§ Your objective:
When you write the records again, keep every line exactly as it was.
——
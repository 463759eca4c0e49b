use anyhow::Result;
use dotenvy::dotenv;
use log::info;
use std::sync::Arc;
use tokio::io::{AsyncBufReadExt, BufReader};

use jarvis::commands::CommandHandler;
use jarvis::core::{Config, SystemClock};
use jarvis::features::reminders::{JsonFileBackend, ReminderStore};

/// Print the reply the way the assistant's log view shows it
fn print_exchange(raw: &str, reply: Option<String>) {
    println!("> {raw}");
    if let Some(reply) = reply {
        println!("[JARVIS] {reply}");
    }
}

#[tokio::main]
async fn main() -> Result<()> {
    // Load environment variables from .env file
    dotenv().ok();

    let config = Config::from_env()?;

    env_logger::Builder::from_env(env_logger::Env::default().default_filter_or(&config.log_level))
        .init();

    info!(
        "JARVIS ready (wake word: {}, reminders: {})",
        config.wake_word,
        config.reminders_file.display()
    );

    let store = ReminderStore::new(
        Arc::new(JsonFileBackend::new(&config.reminders_file)),
        Arc::new(SystemClock),
    );
    let handler = CommandHandler::new(store, config.wake_word.clone());

    // One-shot mode: `assistant jarvis show reminders`
    let args: Vec<String> = std::env::args().skip(1).collect();
    if !args.is_empty() {
        let raw = args.join(" ");
        let reply = handler.handle(&raw).await;
        print_exchange(&raw, reply);
        return Ok(());
    }

    let mut lines = BufReader::new(tokio::io::stdin()).lines();
    while let Some(line) = lines.next_line().await? {
        if line.trim().is_empty() {
            continue;
        }
        let reply = handler.handle(&line).await;
        print_exchange(&line, reply);
    }

    Ok(())
}
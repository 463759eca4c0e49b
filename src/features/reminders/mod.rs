//! # Reminders Feature
//!
//! Persisted one-shot reminders shared between the foreground assistant and
//! the standby service, with exactly-once background delivery.
//!
//! - **Version**: 2.0.0
//! - **Since**: 0.1.0
//! - **Toggleable**: false
//!
//! ## Changelog
//! - 2.0.0: Whole-document backends, soft-failing store, restart-safe scheduler
//! - 1.0.0: Initial release with polling scheduler

pub mod backend;
pub mod model;
pub mod notification;
pub mod scheduler;
pub mod store;

pub use backend::{JsonFileBackend, MemoryBackend, Mutation, ReminderBackend};
pub use model::{Reminder, ReminderSet};
pub use notification::{LogNotifier, NotificationSink};
pub use scheduler::{ReminderScheduler, ScanReport};
pub use store::ReminderStore;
——
§ Solution for this exercise:
repository 463759eca4c0e49b
use anyhow::Result;
use dotenvy::dotenv;
use log::info;
use std::sync::Arc;
use tokio::io::{AsyncBufReadExt, BufReader};

use jarvis::commands::CommandHandler;
use jarvis::core::{Config, SystemClock};
use jarvis::features::reminders::{JsonFileBackend, ReminderStore};

/// Print the reply the way the assistant's log view shows it
fn print_exchange(raw: &str, reply: Option<String>) {
    println!("> {raw}");
    if let Some(reply) = reply {
        println!("[JARVIS] {reply}");
    }
}

#[tokio::main]
async fn main() -> Result<()> {
    // Load environment variables from .env file
    dotenv().ok();

    let config = Config::from_env()?;

    env_logger::Builder::from_env(env_logger::Env::default().default_filter_or(&config.log_level))
        .init();

    info!(
        "JARVIS ready (wake word: {}, reminders: {})",
        config.wake_word,
        config.reminders_file.display()
    );

    let store = ReminderStore::new(
        Arc::new(JsonFileBackend::new(&config.reminders_file)),
        Arc::new(SystemClock),
    );
    let handler = CommandHandler::new(store, config.wake_word.clone());

    // One-shot mode: `assistant jarvis show reminders`
    let args: Vec<String> = std::env::args().skip(1).collect();
    if !args.is_empty() {
        let raw = args.join(" ");
        let reply = handler.handle(&raw).await;
        print_exchange(&raw, reply);
        return Ok(());
    }

    let mut lines = BufReader::new(tokio::io::stdin()).lines();
    while let Some(line) = lines.next_line().await? {
        if line.trim().is_empty() {
            continue;
        }
        let reply = handler.handle(&line).await;
        print_exchange(&line, reply);
    }

    Ok(())
}
repository 463759eca4c0e49b
filename src/features/reminders/mod.rs
//! # Reminders Feature
//!
//! Persisted one-shot reminders shared between the foreground assistant and
//! the standby service, with exactly-once background delivery.
//!
//! - **Version**: 2.0.0
//! - **Since**: 0.1.0
//! - **Toggleable**: false
//!
//! ## Changelog
//! - 2.0.0: Whole-document backends, soft-failing store, restart-safe scheduler
//! - 1.0.0: Initial release with polling scheduler

pub mod backend;
pub mod model;
pub mod notification;
pub mod scheduler;
pub mod store;

pub use backend::{JsonFileBackend, MemoryBackend, Mutation, ReminderBackend};
pub use model::{Reminder, ReminderSet};
pub use notification::{LogNotifier, NotificationSink};
pub use scheduler::{ReminderScheduler, ScanReport};
pub use store::ReminderStore;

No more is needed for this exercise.